More than 100 schools in Nottingham fall within the scheme, but the tax has been passed down to teachers who have to shell out up to £500 a year to park at work.

This seems to me pretty outrageous behaviour by councils. The government should do everything possible to stop this practice

A Schools Week investigation has found at least four more councils – Bristol, Cambridge, Oxford and Reading – are considering introducing a similar levy.

All four said the plans were part of wider considerations to reduce traffic and improve air quality.

Any future levy income could be reinvested in public transport projects and reducing congestion.

They said no final decisions had yet been taken and further consultation would be sought.

However Robert Halfon, chair of the parliamentary education select committee, said it was unacceptable to charge public sector staff to park at their own workplace.

He told Schools Week: “This seems to me pretty outrageous behaviour by councils. The government should do everything possible to stop this practice – it is a stealth tax on teachers.

“We live in a car economy and people depend on them. It’s unacceptable, and I’ll look at raising it in parliament.”

Nottingham, which has been running the scheme since 2012, charges employers £400 per parking spot if they have more than 10 on site.

A yearly permit for school staff varies between £130 and £500 a year depending on their salary while monthly charges range from £12 to £45 or £2 a day.

Robert Halfon MP

The council expects to raise an average of £12 million a year from the levy which has been reinvested in improving its public transport including a tram expansion, electric bus network and railway stations.

The scheme applies to all businesses in the  area – and in terms of schools, applies across all school types.

Kevin Courtney, joint general secretary at the National Education Union, said it was another reason for schools to cut down on marking workload.

“For many teachers the reason they travel by car is the huge number of books they must carry. Schools facing recruitment difficulties will also be concerned if they aren’t well served by public transport”.

A survey by Teacher Tapp this week found 84 per cent of teachers are able to park in a school car park. Only one per cent said they had to pay.

However the regional breakdown of the 2,692 respondents shows the vast majority of those paying appear to be from the east Midlands.

Luke Burton, a teacher in Nottingham, said the scheme was “ridiculous” and “not particularly useful when you’re carrying 90 exercise books plus library books”.

“The money funds transport links and should be paid by employers, but they can – and, in this case, do – reclaim it from employees.”

But Anthony Breach, an analyst at independent urban policy research unit Centre for Cities, has said the levy is a good option for councils to raise cash, but needs careful planning and consultation.

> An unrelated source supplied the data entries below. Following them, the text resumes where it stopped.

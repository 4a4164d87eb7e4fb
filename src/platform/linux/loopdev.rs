use std::fs::OpenOptions;
use std::os::unix::fs::OpenOptionsExt;
use std::os::unix::io::AsRawFd;
use std::path::Path;

use anyhow::{bail, Context, Result};
use log::debug;

use crate::platform::linux::rpc::LoopInfo;

const LOOP_SET_FD: libc::c_ulong = 0x4C00;
const LOOP_SET_STATUS64: libc::c_ulong = 0x4C04;
const LOOP_CTL_GET_FREE: libc::c_ulong = 0x4C82;

const LOOP_CONTROL: &str = "/dev/loop-control";

/// Kernel `struct loop_info64`, as consumed by LOOP_SET_STATUS64.
#[repr(C)]
#[derive(Clone, Copy)]
struct LoopInfo64 {
    lo_device: u64,
    lo_inode: u64,
    lo_rdevice: u64,
    lo_offset: u64,
    lo_sizelimit: u64,
    lo_number: u32,
    lo_encrypt_type: u32,
    lo_encrypt_key_size: u32,
    lo_flags: u32,
    lo_file_name: [u8; 64],
    lo_crypt_name: [u8; 64],
    lo_encrypt_key: [u8; 32],
    lo_init: [u64; 2],
}

impl Default for LoopInfo64 {
    fn default() -> Self {
        // SAFETY: all-zero is a valid value for every field.
        unsafe { std::mem::zeroed() }
    }
}

/// Attach `image` to the next free loop device with the requested
/// offset/size-limit/flags and return the device number. The flags always
/// include auto-clear, so the device detaches on last close.
pub fn attach(image: &Path, open_flags: i32, info: LoopInfo) -> Result<u32> {
    let control = OpenOptions::new()
        .read(true)
        .write(true)
        .open(LOOP_CONTROL)
        .with_context(|| format!("failed to open {LOOP_CONTROL}"))?;

    // SAFETY: LOOP_CTL_GET_FREE takes no argument and returns the index.
    let number = unsafe { libc::ioctl(control.as_raw_fd(), LOOP_CTL_GET_FREE) };
    if number < 0 {
        bail!(
            "LOOP_CTL_GET_FREE failed: {}",
            std::io::Error::last_os_error()
        );
    }

    let device = format!("/dev/loop{number}");
    let device_file = OpenOptions::new()
        .read(true)
        .write(open_flags & libc::O_ACCMODE != libc::O_RDONLY)
        .open(&device)
        .with_context(|| format!("failed to open {device}"))?;

    let read_only = open_flags & libc::O_ACCMODE == libc::O_RDONLY;
    let backing = OpenOptions::new()
        .read(true)
        .write(!read_only)
        .custom_flags(open_flags & !libc::O_ACCMODE)
        .open(image)
        .with_context(|| format!("failed to open image {}", image.display()))?;

    // SAFETY: LOOP_SET_FD takes the backing file descriptor by value.
    if unsafe { libc::ioctl(device_file.as_raw_fd(), LOOP_SET_FD, backing.as_raw_fd()) } < 0 {
        bail!(
            "LOOP_SET_FD on {device} failed: {}",
            std::io::Error::last_os_error()
        );
    }

    let mut status = LoopInfo64 {
        lo_offset: info.offset,
        lo_sizelimit: info.size_limit,
        lo_flags: info.flags,
        ..Default::default()
    };
    let name = image.as_os_str().as_encoded_bytes();
    let n = name.len().min(status.lo_file_name.len() - 1);
    status.lo_file_name[..n].copy_from_slice(&name[..n]);

    // SAFETY: LOOP_SET_STATUS64 reads a loop_info64 from the pointer.
    if unsafe { libc::ioctl(device_file.as_raw_fd(), LOOP_SET_STATUS64, &status) } < 0 {
        bail!(
            "LOOP_SET_STATUS64 on {device} failed: {}",
            std::io::Error::last_os_error()
        );
    }

    debug!("attached {} to {device}", image.display());
    Ok(number as u32)
}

He said it extends prosperity to more people by improving public transport and frees up land for other uses as some employers shed parking spaces.

“In cities with lots of congestion, the workplace parking levy is a fair and efficient way to raise the money needed to improve the local economy.”


The four regions looking at parking taxes



A parking levy is mentioned in the Bristol Transport Strategy – due to be published next week. It says a “robust business case must be made before progressing implementation of any scheme”.



Cambridge city and Cambridgeshire county councils are both undertaking “initial investigations” into the levy as part of wider congestion plans. Any proposals will go to public consultation. No dates have been set.



Oxfordshire county council is considering the levy among other options. There is no preferred option yet, and businesses and schools will be consulted before any final decision.



Feasibility studies are being run for a number of schemes, including a parking levy, which would “largely follow the Nottingham model”.